(INSTRUCTIONS TO FOLLOW): Lines where the string "ModuleLoader" appears are to be copied from the entries below.

Records from a collection:
********

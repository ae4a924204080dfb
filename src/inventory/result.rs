use std::fmt;

use chrono::{DateTime, Utc};
use serde::{Deserialize, Serialize};
use uuid::Uuid;

use crate::query::PropertyValue;

/// Outcome of collecting one fact
#[derive(Debug, Clone, PartialEq, Eq, Serialize, Deserialize)]
#[serde(rename_all = "snake_case")]
pub enum FactOutcome {
    Available(PropertyValue),
    Unavailable(String),
}

impl FactOutcome {
    pub fn unavailable(reason: impl Into<String>) -> Self {
        Self::Unavailable(reason.into())
    }

    pub fn is_available(&self) -> bool {
        matches!(self, Self::Available(_))
    }

    pub fn value(&self) -> Option<&PropertyValue> {
        match self {
            Self::Available(value) => Some(value),
            Self::Unavailable(_) => None,
        }
    }
}

impl fmt::Display for FactOutcome {
    fn fmt(&self, f: &mut fmt::Formatter<'_>) -> fmt::Result {
        match self {
            Self::Available(value) => write!(f, "{value}"),
            Self::Unavailable(reason) => write!(f, "unavailable: {reason}"),
        }
    }
}

#[derive(Debug, Clone, PartialEq, Eq, Serialize, Deserialize)]
pub struct FactEntry {
    pub name: String,
    pub outcome: FactOutcome,
}

/// Facts gathered by one inventory pass, in plan order
#[derive(Debug, Clone, PartialEq, Eq, Serialize, Deserialize)]
pub struct InventoryResult {
    pub pass_id: Uuid,
    pub collected_at: DateTime<Utc>,
    pub namespace: String,
    pub facts: Vec<FactEntry>,
}

impl InventoryResult {
    pub(crate) fn new(pass_id: Uuid, namespace: impl Into<String>, facts: Vec<FactEntry>) -> Self {
        Self {
            pass_id,
            collected_at: Utc::now(),
            namespace: namespace.into(),
            facts,
        }
    }

    /// Outcome for a fact by name
    pub fn fact(&self, name: &str) -> Option<&FactOutcome> {
        self.facts
            .iter()
            .find(|entry| entry.name == name)
            .map(|entry| &entry.outcome)
    }

    pub fn available_count(&self) -> usize {
        self.facts
            .iter()
            .filter(|entry| entry.outcome.is_available())
            .count()
    }

    pub fn unavailable_count(&self) -> usize {
        self.facts.len() - self.available_count()
    }

    pub fn iter(&self) -> impl Iterator<Item = &FactEntry> {
        self.facts.iter()
    }
}

/// One `name: value` line per fact
impl fmt::Display for InventoryResult {
    fn fmt(&self, f: &mut fmt::Formatter<'_>) -> fmt::Result {
        for entry in &self.facts {
            writeln!(f, "{}: {}", entry.name, entry.outcome)?;
        }
        Ok(())
    }
}
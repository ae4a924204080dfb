//! Process-wide provider module cache
//!
//! Loading a module is expensive and may spawn programs, so a collector
//! shares one `ModuleCache` across passes. Each module name maps to its own
//! slot mutex: two threads acquiring the same module wait on the slot and
//! the module is loaded once, while different modules load independently.

use std::collections::HashMap;
use std::sync::atomic::{AtomicUsize, Ordering};
use std::sync::{Arc, Mutex, PoisonError};

use tracing::{debug, info};

use crate::provider::{ModuleError, ModuleLoader, ProviderHandle};

type Slot = Arc<Mutex<Option<Arc<ProviderHandle>>>>;

/// Caches loaded provider handles by module name
pub struct ModuleCache {
    loader: Arc<dyn ModuleLoader>,
    caching: bool,
    slots: Mutex<HashMap<String, Slot>>,
    loads: AtomicUsize,
}

impl ModuleCache {
    pub fn new(loader: Arc<dyn ModuleLoader>) -> Self {
        Self {
            loader,
            caching: true,
            slots: Mutex::new(HashMap::new()),
            loads: AtomicUsize::new(0),
        }
    }

    /// Disable caching so every acquire loads a fresh handle
    pub fn without_caching(mut self) -> Self {
        self.caching = false;
        self
    }

    pub fn is_caching(&self) -> bool {
        self.caching
    }

    /// Get the handle for `name`, loading it on first use
    ///
    /// Failed loads are not cached; the next acquire tries again.
    pub fn acquire(&self, name: &str) -> Result<Arc<ProviderHandle>, ModuleError> {
        if !self.caching {
            return self.load(name).map(Arc::new);
        }

        let slot = {
            let mut slots = self.slots.lock().unwrap_or_else(PoisonError::into_inner);
            Arc::clone(slots.entry(name.to_string()).or_default())
        };

        let mut cached = slot.lock().unwrap_or_else(PoisonError::into_inner);
        if let Some(handle) = cached.as_ref() {
            debug!("Provider module {} served from cache", name);
            return Ok(Arc::clone(handle));
        }

        let handle = Arc::new(self.load(name)?);
        *cached = Some(Arc::clone(&handle));
        Ok(handle)
    }

    /// Drop the cached handle for `name`
    ///
    /// The module is unloaded right away when no pass still holds it. Returns
    /// false when `name` was not cached or is still leased; a leased handle
    /// stays cached. The slot stays locked until the unload finishes, so a
    /// concurrent acquire of the same name waits and then loads afresh.
    pub fn evict(&self, name: &str) -> bool {
        let slot = {
            let slots = self.slots.lock().unwrap_or_else(PoisonError::into_inner);
            match slots.get(name) {
                Some(slot) => Arc::clone(slot),
                None => return false,
            }
        };

        let mut cached = slot.lock().unwrap_or_else(PoisonError::into_inner);
        match cached.as_ref() {
            None => return false,
            Some(handle) if Arc::strong_count(handle) > 1 => {
                debug!("Provider module {} still in use, not evicted", name);
                return false;
            }
            Some(_) => {}
        }

        // Only this slot holds the handle and clones happen under its lock
        match cached.take().map(Arc::try_unwrap) {
            Some(Ok(mut handle)) => {
                handle.unload();
                info!("Provider module {} evicted", name);
                true
            }
            Some(Err(handle)) => {
                *cached = Some(handle);
                false
            }
            None => false,
        }
    }

    /// Evict every cached module
    pub fn clear(&self) {
        let names: Vec<String> = {
            let slots = self.slots.lock().unwrap_or_else(PoisonError::into_inner);
            slots.keys().cloned().collect()
        };
        for name in names {
            self.evict(&name);
        }
    }

    /// Number of loads performed through this cache
    pub fn load_count(&self) -> usize {
        self.loads.load(Ordering::SeqCst)
    }

    /// Names of modules currently held in the cache
    pub fn cached_modules(&self) -> Vec<String> {
        let slots = self.slots.lock().unwrap_or_else(PoisonError::into_inner);
        let mut names: Vec<String> = slots
            .iter()
            .filter(|(_, slot)| {
                slot.lock()
                    .unwrap_or_else(PoisonError::into_inner)
                    .is_some()
            })
            .map(|(name, _)| name.clone())
            .collect();
        names.sort();
        names
    }

    pub fn loader(&self) -> &Arc<dyn ModuleLoader> {
        &self.loader
    }

    fn load(&self, name: &str) -> Result<ProviderHandle, ModuleError> {
        self.loads.fetch_add(1, Ordering::SeqCst);
        let handle = self.loader.load(name)?;
        info!("Provider module {} loaded", name);
        Ok(handle)
    }
}

impl std::fmt::Debug for ModuleCache {
    fn fmt(&self, f: &mut std::fmt::Formatter<'_>) -> std::fmt::Result {
        f.debug_struct("ModuleCache")
            .field("caching", &self.caching)
            .field("loads", &self.load_count())
            .finish()
    }
}
impl Default for BuildConfig {
    fn default() -> Self {
        Self {
            output: "dist".to_string(),
            static_dir: "static".to_string(),
            style: StyleVariant::default(),
            base_path: String::new(),
            og_batch_size: 50,
            optional_assets: vec![
                "favicon.ico".to_string(),
                "favicon-32x32.png".to_string(),
                "apple-touch-icon.png".to_string(),
                "logo.png".to_string(),
            ],
        }
    }
}

/// Strip a trailing slash and make sure a non-empty prefix starts with one.
pub fn normalize_base_path(raw: &str) -> String {
    let trimmed = raw.trim().trim_end_matches('/');
    if trimmed.is_empty() {
        String::new()
    } else if trimmed.starts_with('/') {
        trimmed.to_string()
    } else {
        format!("/{trimmed}")
    }
}

/// Data store connection settings. Credentials themselves only ever come
/// from the environment.
#[derive(Debug, Clone, Serialize, Deserialize)]
#[serde(default, deny_unknown_fields)]
pub struct DatastoreConfig {
    /// Environment variable holding the REST base URL.
    pub url_env: String,
    /// Environment variable holding the anonymous API key.
    pub key_env: String,
    /// Whole-request timeout. `0` disables it.
    pub timeout_secs: u64,
}

impl Default for DatastoreConfig {
    fn default() -> Self {
        Self {
            url_env: "DAYBOOK_DATASTORE_URL".to_string(),
            key_env: "DAYBOOK_DATASTORE_KEY".to_string(),
            timeout_secs: 30,
        }
    }
}

/// Social preview card fonts.
#[derive(Debug, Clone, Serialize, Deserialize)]
#[serde(default, deny_unknown_fields)]
pub struct OgConfig {
    /// Directory scanned for font files in addition to system fonts.
    pub fonts_dir: String,
    pub title_font: String,
    pub quote_font: String,
    pub label_font: String,
}

impl Default for OgConfig {
    fn default() -> Self {
        Self {
            fonts_dir: "static/fonts".to_string(),
            title_font: "Playfair Display".to_string(),
            quote_font: "Lora".to_string(),
            label_font: "Inter".to_string(),
        }
    }
}

/// Parallel processing settings.
#[derive(Debug, Clone, Default, Serialize, Deserialize)]
#[serde(default, deny_unknown_fields)]
pub struct ProcessingConfig {
    /// Maximum number of parallel card rendering workers.
    /// When absent or null, defaults to the number of CPU cores.
    /// Values larger than the core count are clamped down.
    pub max_processes: Option<usize>,
}

/// Resolve the effective thread count from config.
///
/// - `None` → use all available cores
/// - `Some(n)` → use `min(n, cores)` (user can constrain down, not up)
pub fn effective_threads(config: &ProcessingConfig) -> usize {
    let cores = std::thread::available_parallelism()
        .map(|n| n.get())
        .unwrap_or(1);
    config
        .max_processes
        .map(|n| n.clamp(1, cores))
        .unwrap_or(cores)
}

/// Color configuration for light and dark modes.
#[derive(Debug, Clone, Serialize, Deserialize)]
#[serde(default, deny_unknown_fields)]
pub struct ColorConfig {
    /// Light mode color scheme, also used for social cards.
    pub light: ColorScheme,
    /// Dark mode color scheme.
    pub dark: ColorScheme,
}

********

(RESPONSE TO THIS EXERCISE):
use crate::provider::{ModuleError, ModuleLoader, ProviderHandle};
    loader: Arc<dyn ModuleLoader>,
    pub fn new(loader: Arc<dyn ModuleLoader>) -> Self {
    pub fn loader(&self) -> &Arc<dyn ModuleLoader> {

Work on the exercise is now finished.